Abstract
Purpose
The availability of image guidance and intensity modulation has led to the increasing use of hypofractionated stereotactic radiotherapy (hSRT) as an alternative to conventionally fractionated radiotherapy or radiosurgery for intracranial meningioma (ICM). As the safety and efficacy of this approach is not well characterized, we conducted a systematic review of the literature to assess the clinical outcomes of hSRT in the setting of ICM.
Methods
A systematic review of Medline and EMBASE databases was performed following the PRISMA guidelines. Included studies were retrospective or prospective series that 1) examined an ICM population of ≥ 10 patients, 2) delivered >1 fraction of photon hSRT (≥ 2.5 Gy per fraction), 3) used a LINAC-based platform, Cyberknife (CK) or multisession Gammaknife, 4) reported on clinical outcomes, and 5) had a median follow-up of ≥ 2 years. Descriptive statistics were generated for included studies.
Results
1480 initial studies, 14 met eligibility criteria for inclusion, reporting on 630 patients (age range 18-90) treated for 638 tumors. Primary RT was delivered in 37% of patients, 36% had radiation following surgery, and surgical details were unavailable in 27%. Of all tumors, 66% were located in the skull base and 8% involving optic structures. Treatment platforms included LINAC-based hSRT (57%) or CK (43%).
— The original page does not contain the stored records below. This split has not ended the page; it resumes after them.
use crate::domain::catalog::HERO_SLIDES;
use crate::router::handle;
use crate::tests::utils::{body_string, init_test_db, request, test_state};
use http::Method;

#[test]
fn prev_from_first_slide_shows_last_slide() {
    let (_dir, db) = init_test_db();
    let state = test_state(db);

    let mut resp = handle(request(Method::POST, "/hero/prev"), &state).unwrap();
    let body = body_string(&mut resp);

    let last = HERO_SLIDES.last().unwrap();
    assert!(body.contains(last.title));
    assert!(body.contains("is-transitioning"));
    assert_eq!(state.carousel.lock().current(), HERO_SLIDES.len() - 1);
}

#[test]
fn overlapping_navigation_is_ignored() {
    let (_dir, db) = init_test_db();
    let state = test_state(db);

    handle(request(Method::POST, "/hero/go/2"), &state).unwrap();
    handle(request(Method::POST, "/hero/next"), &state).unwrap();

    // transition is still running, so the second press is dropped
    assert_eq!(state.carousel.lock().current(), 2);
}

#[test]
fn hero_poll_renders_fragment_only() {
    let (_dir, db) = init_test_db();
    let state = test_state(db);

    let mut resp = handle(request(Method::GET, "/hero"), &state).unwrap();
    let body = body_string(&mut resp);

    assert!(body.starts_with("<section"));
    assert!(body.contains("hx-trigger=\"every 1s\""));
    assert!(!body.contains("<html"));
}

#[test]
fn bad_slide_index_is_a_bad_request() {
    let (_dir, db) = init_test_db();
    let state = test_state(db);

    assert!(handle(request(Method::POST, "/hero/go/first"), &state).is_err());
}

#[test]
fn torn_down_carousel_stops_polling() {
    let (_dir, db) = init_test_db();
    let state = test_state(db);

    state.shutdown();

    let mut resp = handle(request(Method::GET, "/hero"), &state).unwrap();
    let body = body_string(&mut resp);
    assert!(!body.contains("hx-trigger"));
    assert!(!body.contains("hx-get"));

    // manual navigation still works
    handle(request(Method::POST, "/hero/next"), &state).unwrap();
    assert_eq!(state.carousel.lock().current(), 1);
}
// templates/pages/home.rs

use crate::domain::listing::Recommendation;
use crate::domain::search::SearchError;
use crate::templates::{
    components::{category_bar, hero, recommendation_card, search_box, HeroVm},
    desktop_layout, View,
};
use maud::{html, Markup};

pub struct HomeVm<'a> {
    pub hero: HeroVm<'a>,
    /// Each recommendation with its favorite flag.
    pub recommendations: Vec<(&'a Recommendation, bool)>,
    pub search_query: &'a str,
    pub search_error: Option<&'a SearchError>,
}

pub fn home_page(vm: &HomeVm) -> Markup {
    desktop_layout(
        "Home",
        View::Home,
        html! {
            (hero(&vm.hero))

            (category_bar())

            section class="search-section" {
                (search_box(vm.search_query, vm.search_error))
            }

            section class="recommendations" {
                div class="section-header" {
                    h2 { "Fresh recommendations" }
                    a href="/category/vehicles" { "See all" }
                }
                div class="rec-grid" {
                    @for (rec, is_favorite) in &vm.recommendations {
                        (recommendation_card(rec, *is_favorite))
                    }
                }
            }
        },
    )
}
use maud::{html, Markup};

use crate::domain::catalog::CATEGORIES;
use crate::templates::layouts::desktop::View;

pub fn navbar(active: View) -> Markup {
    html! {
        header class="navbar" {
            a href="/" class="brand" { "Listify" }
            nav {
                ul {
                    @for view in View::NAV {
                        li {
                            a href=(view.href()) class=[(view == active).then_some("active")] {
                                (view.label())
                            }
                        }
                    }
                    li class="dropdown" {
                        details {
                            summary { "Categories" }
                            ul class="dropdown-menu" {
                                @for category in CATEGORIES {
                                    li {
                                        a href=(format!("/category/{}", category.slug)) {
                                            span class="icon" { (category.icon) }
                                            " " (category.label)
                                        }
                                    }
                                }
                            }
                        }
                    }
                }
            }
            a href="/profile" class="btn btn-primary" { "Post an ad" }
        }
    }
}

/// Horizontal category strip shown under the hero.
pub fn category_bar() -> Markup {
    html! {
        nav class="category-bar" aria-label="Categories" {
            @for category in CATEGORIES {
                details class="category" {
                    summary {
                        span class="icon" { (category.icon) }
                        span { (category.label) }
                    }
                    ul class="dropdown-menu" {
                        li { a href=(format!("/category/{}", category.slug)) { "All " (category.label) } }
                        @for sub in category.subcategories {
                            li { a href=(format!("/category/{}", category.slug)) { (sub) } }
                        }
                    }
                }
            }
        }
    }
}
pub mod html;

pub use crate::errors::ResultResp;

pub use html::{asset_response, html_response, redirect_response};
Total dose ranged from 15-45Gy in 2-15 fractions and was prescribed to a median isodose line of 80%. The most common fractionation reported was 25/5. In 474 tumors assessed for radiologic response (median follow-up = 24.5-57.5 months), 78% remained stable, 18% decreased in size and 4% increased in size. Of 327 patients who were symptomatic prior to treatment, 17% had complete resolution, 41% had improvement, 36% had stability and 6% had deterioration post treatment. Crude local control (LC) was 90-100% as reported in 10 studies. Overall, the median late toxicity rate was 10% (range=0-21%). The median late toxicity rates for tumors involving the skull base and optic structures were 5% (range=0-21%) and 9% (range=8-10%) respectively. Most common significant late toxicities were new decrease in vision (n=8) and new cranial neuropathy (n=11).
Conclusions
While the available literature of hSRT for treatment of ICM suggests that local control and toxicity profiles are comparable to other radiotherapy approaches, confirmation in larger patient cohorts with longer follow-up is required.